- Theatrical release poster
- Directed by: Tamil Dhayalan
- Written by: Raasi Thangadurai Kirubakaran Yessaiah
- Produced by: Perumal Govindsamy Jagan Jaya Surya
- Starring: Sheela Rajkumar Jacquline Lydia Aadhavan M Vivek Mohan
- Cinematography: Jagan Jaya Surya
- Edited by: Hari Kumaran
- Music by: Bala Subramanian
- Production company: Artuptriangles Film Kampany
- Distributed by: Uthraa Production
- Release date: 18 July 2025;
- Country: India
- Language: Tamil

= Gevi =

Gevi is a 2025 Indian Tamil-language action drama film directed by Tamil Dhayalan. Produced by Perumal Govindsamy and Jagan Jaya Surya under Artuptriangles Film Kampany the film stars Sheela Rajkumar, Jacquline Lydia and Aadhavan M in the lead roles.Vivek Mohan and Jeeva Subramaniam in supporting It was theatrically released on 18 July 2025.

== Cast ==

- Sheela Rajkumar as Mandharai
- Jacquline Lydia as Alli
- Aadhavan M as Malayan
- Charles Vinoth
- Jeeva Subramanian
- S.K. Gaayathri
- Vivek Mohan as Mandharai's brother
- Umar Faroo

== Production ==
Gevi is directed by Tamil Dhayalan.

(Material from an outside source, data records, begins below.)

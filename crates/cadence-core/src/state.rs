//! Subgraph and port lifecycle states.
//!
//! A subgraph moves `Stopped → Prepared → Started`, with `Suspended`
//! reachable from `Started`. Ports carry a [`PortState`] that is the
//! *downgraded* combination of their own subgraph's state and whatever the
//! connected peer has reported; see [`PortState::downgrade`].

use core::fmt;

/// Lifecycle state of a subgraph.
#[derive(Clone, Copy, Debug, PartialEq, Eq, Hash, Default)]
pub enum SubgraphState {
    /// Created or stopped; no data flows.
    #[default]
    Stopped,
    /// Media format and buffering resolved; ready to start.
    Prepared,
    /// Data flows.
    Started,
    /// Paused without releasing prepared resources.
    Suspended,
    /// Transient value used by operations that do not change state.
    Invalid,
}

/// Lifecycle state of a port.
///
/// Ordered `Invalid < Stopped < Suspended < Prepared < Started` for display
/// only; use [`downgrade`](Self::downgrade) to combine states.
#[derive(Clone, Copy, Debug, PartialEq, Eq, Hash, Default, PartialOrd, Ord)]
pub enum PortState {
    /// Unknown or not applicable.
    #[default]
    Invalid,
    /// Stopped.
    Stopped,
    /// Suspended.
    Suspended,
    /// Prepared.
    Prepared,
    /// Started.
    Started,
}

impl PortState {
    /// Combines a port's own state with its connected/propagated state.
    ///
    /// The result is the "lowest" of the two under
    /// `Stopped < Suspended < Prepared < Started`. If either side is
    /// `Invalid` the result is `Invalid`.
    pub fn downgrade(self, connected: PortState) -> PortState {
        if self == PortState::Invalid || connected == PortState::Invalid {
            return PortState::Invalid;
        }
        if self <= connected { self } else { connected }
    }

    /// Returns `true` for `Prepared` and `Started`: the states in which a
    /// peer is allowed to receive propagated properties.
    pub fn is_prepared_or_started(self) -> bool {
        matches!(self, PortState::Prepared | PortState::Started)
    }

    /// Returns `true` if the state may be propagated to an upstream peer.
    ///
    /// `Prepared` is never propagated: it would trigger a needless
    /// upstream-stop acknowledgment handshake.
    pub fn is_propagatable_upstream(self) -> bool {
        matches!(
            self,
            PortState::Stopped | PortState::Suspended | PortState::Started
        )
    }
}

impl From<SubgraphState> for PortState {
    fn from(state: SubgraphState) -> Self {
        match state {
            SubgraphState::Stopped => PortState::Stopped,
            SubgraphState::Prepared => PortState::Prepared,
            SubgraphState::Started => PortState::Started,
            SubgraphState::Suspended => PortState::Suspended,
            SubgraphState::Invalid => PortState::Invalid,
        }
    }
}

impl fmt::Display for PortState {
    fn fmt(&self, f: &mut fmt::Formatter<'_>) -> fmt::Result {
        let s = match self {
            Self::Invalid => "invalid",
            Self::Stopped => "stopped",
            Self::Suspended => "suspended",
            Self::Prepared => "prepared",
            Self::Started => "started",
        };
        f.write_str(s)
    }
}

impl fmt::Display for SubgraphState {
    fn fmt(&self, f: &mut fmt::Formatter<'_>) -> fmt::Result {
        let s = match self {
            Self::Stopped => "stopped",
            Self::Prepared => "prepared",
            Self::Started => "started",
            Self::Suspended => "suspended",
            Self::Invalid => "invalid",
        };
        f.write_str(s)
    }
}

/// A graph-management operation applied to a set of subgraphs and ports.
#[derive(Clone, Copy, Debug, PartialEq, Eq, Hash)]
pub enum SubgraphOp {
    /// Resolve media format and buffering.
    Prepare,
    /// Begin data flow.
    Start,
    /// End data flow.
    Stop,
    /// Pause data flow.
    Suspend,
    /// Drop in-flight data without changing state.
    Flush,
    /// Tear down.
    Close,
}

impl SubgraphOp {
    /// The subgraph state after the operation, or `Invalid` when the
    /// operation does not change state.
    pub fn target_state(self) -> SubgraphState {
        match self {
            Self::Prepare => SubgraphState::Prepared,
            Self::Start => SubgraphState::Started,
            Self::Stop => SubgraphState::Stopped,
            Self::Suspend => SubgraphState::Suspended,
            Self::Flush | Self::Close => SubgraphState::Invalid,
        }
    }

    /// The connected-port state implied by the operation.
    pub fn port_state(self) -> PortState {
        self.target_state().into()
    }

    /// Operations after which real-time flags are re-propagated.
    pub fn repropagates_rt(self) -> bool {
        matches!(
            self,
            Self::Prepare | Self::Stop | Self::Suspend | Self::Close
        )
    }

    /// Short lowercase name.
    pub fn name(self) -> &'static str {
        match self {
            Self::Prepare => "prepare",
            Self::Start => "start",
            Self::Stop => "stop",
            Self::Suspend => "suspend",
            Self::Flush => "flush",
            Self::Close => "close",
        }
    }
}

impl fmt::Display for SubgraphOp {
    fn fmt(&self, f: &mut fmt::Formatter<'_>) -> fmt::Result {
        f.write_str(self.name())
    }
}

#[cfg(test)]
mod tests {
    use super::*;

    const VALID: [PortState; 4] = [
        PortState::Stopped,
        PortState::Suspended,
        PortState::Prepared,
        PortState::Started,
    ];

    #[test]
    fn downgrade_table() {
        use PortState::*;
        assert_eq!(Started.downgrade(Started), Started);
        assert_eq!(Started.downgrade(Prepared), Prepared);
        assert_eq!(Started.downgrade(Suspended), Suspended);
        assert_eq!(Started.downgrade(Stopped), Stopped);
        assert_eq!(Prepared.downgrade(Suspended), Suspended);
        assert_eq!(Prepared.downgrade(Started), Prepared);
        assert_eq!(Suspended.downgrade(Prepared), Suspended);
        assert_eq!(Stopped.downgrade(Started), Stopped);
        assert_eq!(Invalid.downgrade(Started), Invalid);
        assert_eq!(Started.downgrade(Invalid), Invalid);
    }

    #[test]
    fn downgrade_is_commutative() {
        for a in VALID {
            for b in VALID {
                assert_eq!(a.downgrade(b), b.downgrade(a));
            }
        }
    }

    #[test]
    fn prepared_is_never_propagated_upstream() {
        assert!(!PortState::Prepared.is_propagatable_upstream());
        assert!(!PortState::Invalid.is_propagatable_upstream());
        assert!(PortState::Stopped.is_propagatable_upstream());
        assert!(PortState::Started.is_propagatable_upstream());
    }

    #[test]
    fn op_states() {
        assert_eq!(SubgraphOp::Start.port_state(), PortState::Started);
        assert_eq!(SubgraphOp::Flush.target_state(), SubgraphState::Invalid);
        assert_eq!(SubgraphOp::Close.port_state(), PortState::Invalid);
        assert!(SubgraphOp::Close.repropagates_rt());
        assert!(!SubgraphOp::Start.repropagates_rt());
    }
}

It was produced by Perumal Govindsamy and Jagan Jaya Surya under Artuptriangles Film Kampany. The film's cinematography is handled by Jagan Jaya Surya, editing by Hari Kumaran and the music is composed by Bala Subramanian.

== Release ==
Gevi released in theatres on 18 July 2025.

== Reception ==
A critic of Dinamalar rated the film with 3/5 stars. Sreejith Mullappilly of Cinema Express gave 2.5/5 stars and wrote "While the film offers its messages with the subtlety of a sledgehammer, its bluntness keeps it from becoming problematic at any point. Somewhere in Gevi, there is a subtle suggestion that the community is partly to blame for their own status quo, but Tamil Dhayalan’s sensitive direction keeps it in safe territory."